§ Exercise objective
For the records below, work out the number of lines holding "UnknownEscape" and reply with only that.

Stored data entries
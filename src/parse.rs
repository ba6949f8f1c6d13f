use std::collections::HashMap;
use std::str::Chars;

use thiserror::Error;
use tracing::{debug, warn};

use crate::options::{EscapePolicy, ParseOptions};
use crate::tokenize::{Lexer, Token, TokenKind};
use crate::Value;

pub fn parse(input: &str) -> Result<Value, ParseError> {
    parse_with_options(input, ParseOptions::default())
}

pub fn parse_with_options(input: &str, options: ParseOptions) -> Result<Value, ParseError> {
    Parser::with_options(input, options).parse()
}

#[derive(Debug, Clone, PartialEq, Error)]
pub enum ParseError {
    #[error("invalid token `{character}` at position {position}")]
    Lexical { character: char, position: usize },

    #[error("unexpected {kind} token `{text}` at position {position}")]
    UnexpectedToken {
        kind: TokenKind,
        text: String,
        position: usize,
    },

    #[error("unexpected end of input")]
    UnexpectedEndOfInput,

    #[error("malformed {kind} literal `{text}` at position {position}")]
    MalformedLiteral {
        kind: TokenKind,
        text: String,
        position: usize,
    },

    #[error("malformed string {text} at position {position}: {source}")]
    MalformedString {
        text: String,
        position: usize,
        source: EscapeError,
    },

    #[error("nesting deeper than {limit} levels at position {position}")]
    NestingTooDeep { limit: usize, position: usize },

    #[error("trailing {kind} token `{text}` at position {position} after a complete value")]
    TrailingData {
        kind: TokenKind,
        text: String,
        position: usize,
    },
}

impl ParseError {
    fn unexpected(token: &Token<'_>) -> Self {
        Self::UnexpectedToken {
            kind: token.kind,
            text: token.text.to_string(),
            position: token.position,
        }
    }

    fn malformed(token: &Token<'_>) -> Self {
        Self::MalformedLiteral {
            kind: token.kind,
            text: token.text.to_string(),
            position: token.position,
        }
    }
}

#[derive(Debug, Clone, Copy, PartialEq, Eq, Error)]
pub enum EscapeError {
    #[error("missing opening quote")]
    MissingQuote,
    #[error("missing closing quote")]
    Unterminated,
    /// A `\` or `\u` ran out of input before the escape was complete
    #[error("unfinished escape sequence")]
    UnfinishedEscape,
    #[error("unknown escape `\\{0}`")]
    UnknownEscape(char),
    /// A character in a `\u` escape was not valid hexadecimal
    #[error("invalid hex digit `{0}` in unicode escape")]
    InvalidHexValue(char),
    #[error("unpaired surrogate {0:#06x}")]
    UnpairedSurrogate(u32),
    #[error("invalid code point {0:#x}")]
    InvalidCodePointValue(u32),
    #[error("unescaped control character {0:?}")]
    ControlCharacter(char),
    #[error("characters after closing quote")]
    TrailingCharacters,
}

/// Recursive-descent parser pulling tokens from a [`Lexer`] one at a time.
pub struct Parser<'a> {
    lexer: Lexer<'a>,
    options: ParseOptions,
    depth: usize,
}

impl<'a> Parser<'a> {
    pub fn new(input: &'a str) -> Self {
        Self::with_options(input, ParseOptions::default())
    }

    pub fn with_options(input: &'a str, options: ParseOptions) -> Self {
        Self {
            lexer: Lexer::new(input),
            options,
            depth: 0,
        }
    }

    /// Parses exactly one value; the input must end right after it.
    pub fn parse(&mut self) -> Result<Value, ParseError> {
        let value = self.parse_value()?;

        let token = self.lexer.next_token();
        if token.kind != TokenKind::Eof {
            debug!(position = token.position, "rejecting trailing data");
            return Err(ParseError::TrailingData {
                kind: token.kind,
                text: token.text.to_string(),
                position: token.position,
            });
        }

        Ok(value)
    }

    fn parse_value(&mut self) -> Result<Value, ParseError> {
        let token = self.lexer.next_token();
        self.value_from(token)
    }

    fn value_from(&mut self, token: Token<'a>) -> Result<Value, ParseError> {
        match token.kind {
            TokenKind::Eof => Err(ParseError::UnexpectedEndOfInput),
            TokenKind::Invalid => Err(ParseError::Lexical {
                character: token.text.chars().next().unwrap_or_default(),
                position: token.position,
            }),
            // any word starting with `n` reads as null
            TokenKind::Null => Ok(Value::Null),
            TokenKind::Boolean => match token.text {
                "true" => Ok(Value::Bool(true)),
                "false" => Ok(Value::Bool(false)),
                _ => Err(ParseError::malformed(&token)),
            },
            TokenKind::Number => parse_number(&token),
            TokenKind::String => self.parse_string(&token).map(Value::String),
            TokenKind::BraceOpen => {
                self.enter(&token)?;
                let object = self.parse_object();
                self.depth -= 1;
                object
            }
            TokenKind::BracketOpen => {
                self.enter(&token)?;
                let array = self.parse_array();
                self.depth -= 1;
                array
            }
            TokenKind::Colon
            | TokenKind::Comma
            | TokenKind::BraceClose
            | TokenKind::BracketClose => Err(ParseError::unexpected(&token)),
        }
    }

    fn enter(&mut self, token: &Token<'a>) -> Result<(), ParseError> {
        if self.depth >= self.options.max_depth {
            debug!(limit = self.options.max_depth, "rejecting nested container");
            return Err(ParseError::NestingTooDeep {
                limit: self.options.max_depth,
                position: token.position,
            });
        }
        self.depth += 1;
        Ok(())
    }

    /// Pulls the token that starts the next entry of a container, or `None`
    /// once the container's closing delimiter is reached.
    ///
    /// An immediate close is always an empty container. A close after a
    /// comma is only accepted when trailing commas are enabled.
    fn next_entry(
        &mut self,
        close: TokenKind,
        entries: usize,
    ) -> Result<Option<Token<'a>>, ParseError> {
        let token = self.lexer.next_token();
        if token.kind != close {
            return Ok(Some(token));
        }
        if entries == 0 || self.options.trailing_commas {
            Ok(None)
        } else {
            Err(ParseError::unexpected(&token))
        }
    }

    fn parse_array(&mut self) -> Result<Value, ParseError> {
        let mut array = Vec::new();

        while let Some(token) = self.next_entry(TokenKind::BracketClose, array.len())? {
            array.push(self.value_from(token)?);

            let token = self.lexer.next_token();
            match token.kind {
                TokenKind::BracketClose => break,
                TokenKind::Comma => {}
                _ => return Err(ParseError::unexpected(&token)),
            }
        }

        Ok(Value::Array(array))
    }

    fn parse_object(&mut self) -> Result<Value, ParseError> {
        let mut map = HashMap::new();
        let mut entries = 0;

        while let Some(token) = self.next_entry(TokenKind::BraceClose, entries)? {
            if token.kind != TokenKind::String {
                return Err(ParseError::unexpected(&token));
            }
            let key = self.parse_string(&token)?;

            let colon = self.lexer.next_token();
            if colon.kind != TokenKind::Colon {
                return Err(ParseError::unexpected(&colon));
            }

            // last occurrence of a duplicate key wins
            let value = self.parse_value()?;
            map.insert(key, value);
            entries += 1;

            let token = self.lexer.next_token();
            match token.kind {
                TokenKind::BraceClose => break,
                TokenKind::Comma => {}
                _ => return Err(ParseError::unexpected(&token)),
            }
        }

        Ok(Value::Object(map))
    }

    fn parse_string(&self, token: &Token<'a>) -> Result<String, ParseError> {
        match unescape(token.text) {
            Ok(string) => Ok(string),
            Err(source) => match self.options.escapes {
                EscapePolicy::Strict => Err(ParseError::MalformedString {
                    text: token.text.to_string(),
                    position: token.position,
                    source,
                }),
                EscapePolicy::Lenient => {
                    warn!(
                        position = token.position,
                        error = %source,
                        "failed to unescape string, keeping raw lexeme"
                    );
                    Ok(token.text.to_string())
                }
            },
        }
    }
}

fn parse_number(token: &Token<'_>) -> Result<Value, ParseError> {
    match token.text.parse::<f64>() {
        Ok(number) if number.is_finite() => Ok(Value::Number(number)),
        _ => Err(ParseError::malformed(token)),
    }
}

/// Decodes a quoted string lexeme into its contents.
pub(crate) fn unescape(lexeme: &str) -> Result<String, EscapeError> {
    let body = lexeme.strip_prefix('"').ok_or(EscapeError::MissingQuote)?;
    let mut output = String::with_capacity(body.len());
    let mut chars = body.chars();

    while let Some(next_char) = chars.next() {
        match next_char {
            '"' if chars.as_str().is_empty() => return Ok(output),
            '"' => return Err(EscapeError::TrailingCharacters),
            '\\' => output.push(unescape_sequence(&mut chars)?),
            c if c < '\u{20}' => return Err(EscapeError::ControlCharacter(c)),
            c => output.push(c),
        }
    }

    Err(EscapeError::Unterminated)
}

fn unescape_sequence(chars: &mut Chars<'_>) -> Result<char, EscapeError> {
    let escaped = chars.next().ok_or(EscapeError::UnfinishedEscape)?;
    let unescaped = match escaped {
        '"' => '"',
        '\\' => '\\',
        '/' => '/',
        'b' => '\u{8}',
        'f' => '\u{C}',
        'n' => '\n',
        'r' => '\r',
        't' => '\t',
        'u' => return unescape_unicode(chars),
        other => return Err(EscapeError::UnknownEscape(other)),
    };
    Ok(unescaped)
}

fn unescape_unicode(chars: &mut Chars<'_>) -> Result<char, EscapeError> {
    let unit = read_hex4(chars)?;
    let code_point = match unit {
        0xD800..=0xDBFF => {
            if chars.next() != Some('\\') || chars.next() != Some('u') {
                return Err(EscapeError::UnpairedSurrogate(unit));
            }
            let low = read_hex4(chars)?;
            if !(0xDC00..=0xDFFF).contains(&low) {
                return Err(EscapeError::UnpairedSurrogate(unit));
            }
            0x10000 + ((unit - 0xD800) << 10) + (low - 0xDC00)
        }
        0xDC00..=0xDFFF => return Err(EscapeError::UnpairedSurrogate(unit)),
        _ => unit,
    };
    char::from_u32(code_point).ok_or(EscapeError::InvalidCodePointValue(code_point))
}

fn read_hex4(chars: &mut Chars<'_>) -> Result<u32, EscapeError> {
    let mut sum = 0;
    for _ in 0..4 {
        let next_char = chars.next().ok_or(EscapeError::UnfinishedEscape)?;
        let digit = next_char
            .to_digit(16)
            .ok_or(EscapeError::InvalidHexValue(next_char))?;
        sum = sum * 16 + digit;
    }
    Ok(sum)
}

§ Answer to this problem
2